Export Performance Monitoring data to BigQuery

You can export Performance Monitoring data from Apple and Android apps into BigQuery for further analysis. BigQuery allows you to analyze the data using BigQuery SQL, export it to another cloud provider, and even use the data for your custom ML models.

Enable BigQuery export

  1. Go to the Integrations page in the Firebase console, then click Link in the BigQuery card.

  2. Follow the on-screen instructions to enable BigQuery.

    When you enable BigQuery export for Performance Monitoring, the following occurs:

    • Firebase exports a copy of your existing data to BigQuery. The initial propagation of data for export may take up to 48 hours to complete.

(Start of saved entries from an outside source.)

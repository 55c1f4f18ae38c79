//! Water-filling allocator benchmarks
//!
//! Run with: cargo bench -p waterfill-core --bench waterfill_bench

use criterion::{black_box, criterion_group, criterion_main, BenchmarkId, Criterion, Throughput};
use rand::rngs::StdRng;
use rand::{Rng, SeedableRng};
use waterfill_core::waterfilling::waterfill;

/// Gains spread over several orders of magnitude, as a distance-based
/// propagation model would produce.
fn gain_vector(n: usize) -> Vec<f64> {
    let mut rng = StdRng::seed_from_u64(0x57a7);
    (0..n).map(|_| 10.0_f64.powf(rng.gen_range(-6.0..-1.0))).collect()
}

fn bench_waterfill(c: &mut Criterion) {
    let mut group = c.benchmark_group("waterfill");

    for &n in &[3usize, 16, 64, 256, 1024, 4096] {
        let gains = gain_vector(n);
        group.throughput(Throughput::Elements(n as u64));
        group.bench_with_input(BenchmarkId::new("channels", n), &gains, |b, gains| {
            b.iter(|| waterfill(black_box(gains), 1000.0, 1e-8).unwrap())
        });
    }

    group.finish();
}

fn bench_waterfill_tight_budget(c: &mut Criterion) {
    let mut group = c.benchmark_group("waterfill_tight_budget");

    // A budget small enough to mute most channels exercises the removal
    // loop rather than the no-removal fast path.
    for &n in &[64usize, 1024] {
        let gains = gain_vector(n);
        group.throughput(Throughput::Elements(n as u64));
        group.bench_with_input(BenchmarkId::new("channels", n), &gains, |b, gains| {
            b.iter(|| waterfill(black_box(gains), 1e-4, 1e-8).unwrap())
        });
    }

    group.finish();
}

criterion_group!(benches, bench_waterfill, bench_waterfill_tight_budget);
criterion_main!(benches);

    • After the dataset is created, the location can't be changed, but you can copy the dataset to a different location or manually move (recreate) the dataset in a different location. To learn more, see Change dataset location.

    • Firebase sets up regular syncs of your data from your Firebase project to BigQuery. These daily export operations usually finish in 24 hours after they are scheduled.

    • By default, all apps in your project are linked to BigQuery. Any apps that you later add to the project are automatically linked to BigQuery. You can manage which apps send data.

To deactivate BigQuery export, unlink your project in the Firebase console.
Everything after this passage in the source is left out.